The Italian embassy confirmed 55 people dead and at least 16 injured. Witness reports put the death toll at more than 100.

Though rescue efforts were hindered by rough seas, the risk of shark attacks and nightfall, radio reports said islanders managed to rescue some people by floating them to shore on aircraft wreckage.

The Boeing 767 crashed around midday near the Galawa Beach Hotel, 25 miles north of the capital, Moroni, on the main island of Grande Comore.

In Washington, State Department spokesman Christopher Bush told the AP there were “several American citizens” aboard.

A military diver went into the fuselage in the early evening. “He estimated 60 to 80 passengers were still strapped in their chairs and had drowned,” hotel manager Bruce Thomson told The Associated Press.

Thomson said police and military searchers retrieved 50 bodies from the water.

Eleven hijackers commandeered Flight 961 shortly after it took off from the Ethiopian capital, Addis Abbaba, the Ethiopian News Agency reported.

The hijackers demanded the pilot take them to Australia, but didn’t believe him when he said there wasn’t enough fuel, the agency reported. The motive for the hijacking wasn’t immediately clear. The plane got as far as Moroni and tried for a crash landing.

“There was a loud noise as it hit the water. Witnesses say that it was flying very low over the water and one wing touched into the water and then the plane crashed,” hotel receptionist Natalie Bier told the BBC.

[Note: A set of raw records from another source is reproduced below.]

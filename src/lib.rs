//! Page Load Trace
//!
//! Page-load interactivity metrics from captured browser performance
//! traces: First Meaningful Paint anchoring, First CPU Idle and Time To
//! Interactive, bundled per navigation into a load expectation.
//!
//! This crate provides the core implementation for the
//! `page-trace` CLI tool.
//!
//! ## Getting Started
//!
//! ```bash
//! page-trace analyze --trace trace.json --summary
//! ```
//!
//! From code:
//!
//! ```ignore
//! use page_load_trace::loading::LoadExpectationEngine;
//! use page_load_trace::parser::parse_trace_file;
//! use page_load_trace::utils::AnalysisConfig;
//!
//! let model = parse_trace_file("trace.json")?;
//! let engine = LoadExpectationEngine::from_config(&AnalysisConfig::default());
//! for load in engine.collect(&model) {
//!     println!("{} interactive at {:?}", load.url, load.interactive_time);
//! }
//! ```

pub mod commands;
pub mod loading;
pub mod model;
pub mod output;
pub mod parser;
pub mod utils;
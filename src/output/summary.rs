//! Terminal summary of a load report.
//!
//! One table row per load expectation. Loads that never became
//! interactive inside their window are highlighted.

use crate::parser::schema::{LoadExpectationRecord, LoadReport};
use colored::*;

const URL_WIDTH: usize = 40;
const FRAME_WIDTH: usize = 12;

/// Render a human-readable summary of a report for the terminal
pub fn render_summary(report: &LoadReport) -> String {
    let mut lines = Vec::new();

    lines.push(String::new());
    lines.push(format!("  {}", "PAGE LOAD SUMMARY".bold()));
    lines.push(format!("  Trace: {}", report.trace_file));
    lines.push(format!(
        "  Loads: {}   Trace end: {}",
        report.load_expectations.len(),
        format_ms(Some(report.trace_end))
    ));
    lines.push(String::new());

    if report.load_expectations.is_empty() {
        lines.push("  No qualifying main-frame navigations found.".to_string());
        return lines.join("\n");
    }

    lines.push(format!(
        "  {:<8} {:<frame$} {:<width$} {:>10} {:>10} {:>10} {:>10} {:>10}",
        "PID",
        "FRAME",
        "URL",
        "FMP",
        "DCL",
        "FCI",
        "TTI",
        "DURATION",
        frame = FRAME_WIDTH,
        width = URL_WIDTH
    ));
    lines.push(format!("  {}", "-".repeat(8 + FRAME_WIDTH + URL_WIDTH + 5 * 11 + 2)));

    for record in &report.load_expectations {
        lines.push(render_row(record));
    }

    let never_interactive = report
        .load_expectations
        .iter()
        .filter(|record| record.interactive.is_none())
        .count();
    if never_interactive > 0 {
        lines.push(String::new());
        lines.push(format!(
            "  {} load(s) never became interactive; their duration runs to the end of the window",
            never_interactive.to_string().yellow()
        ));
    }

    lines.join("\n")
}

fn render_row(record: &LoadExpectationRecord) -> String {
    // Marker times are shown relative to navigation start
    let relative = |ts: Option<f64>| format_ms(ts.map(|t| t - record.start));

    let row = format!(
        "  {:<8} {:<frame$} {:<width$} {:>10} {:>10} {:>10} {:>10} {:>10}",
        record.renderer_pid,
        truncate(&record.frame_id, FRAME_WIDTH),
        truncate(&record.url, URL_WIDTH),
        relative(record.first_meaningful_paint.as_ref().map(|e| e.start)),
        relative(record.dom_content_loaded_end.as_ref().map(|e| e.start)),
        relative(record.first_cpu_idle),
        relative(record.interactive),
        format_ms(Some(record.duration)),
        frame = FRAME_WIDTH,
        width = URL_WIDTH
    );

    if record.interactive.is_none() {
        row.yellow().to_string()
    } else {
        row
    }
}

fn format_ms(value: Option<f64>) -> String {
    match value {
        Some(ms) => format!("{:.1}ms", ms),
        None => "-".to_string(),
    }
}

/// Shorten long cells, keeping the beginning
fn truncate(url: &str, max_len: usize) -> String {
    if url.chars().count() <= max_len {
        return url.to_string();
    }
    let kept: String = url.chars().take(max_len.saturating_sub(3)).collect();
    format!("{}...", kept)
}
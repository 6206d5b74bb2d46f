//! Output writers for load reports.
//!
//! This module handles writing data to disk and to the terminal:
//! - JSON reports (pretty)
//! - Text summaries

pub mod json;
pub mod summary;

// Re-export main functions
pub use json::{read_report, write_report};
pub use summary::render_summary;

use crate::utils::error::OutputError;
use std::path::Path;

/// Common path validation for output files
pub fn validate_path(path: &Path) -> Result<(), OutputError> {
    if path.as_os_str().is_empty() {
        return Err(OutputError::InvalidPath("Path is empty".to_string()));
    }

    if path.exists() && path.is_dir() {
        return Err(OutputError::InvalidPath(format!(
            "Path is a directory: {}",
            path.display()
        )));
    }

    Ok(())
}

“Straight after that everybody was running and we were getting the boats out, going to try and rescue any survivors we could.”

Bier said most of the survivors they found were critically injured.

“We also recovered a lot of people who didn’t make it, who died on the boat or at the beach,” Bier said.

Thomson said survivors told him two hijackers with bombs were on the plane and a third was apparently in the hold. The explosives were never detonated, the passengers said, and the plane ran out of fuel while the pilot negotiated with the hijackers.

The wreckage was in three pieces spread across 200 yards on shore and in the water.

Another hotel worker told Radio France International that islanders floated the survivors to shore on pieces of wreckage or small boats.

“Fortunately, we had about 15 vacationing French doctors who gave a hand, who cared for those they could, right there on the beach,” he said.

The plane was destined for Abidjan in the Ivory Coast after stops in Nairobi, Kenya; Brazzaville, Congo; and Lagos, Nigeria.

The plane was carrying 163 passengers and 12 crew members, Ethiopian Airlines said.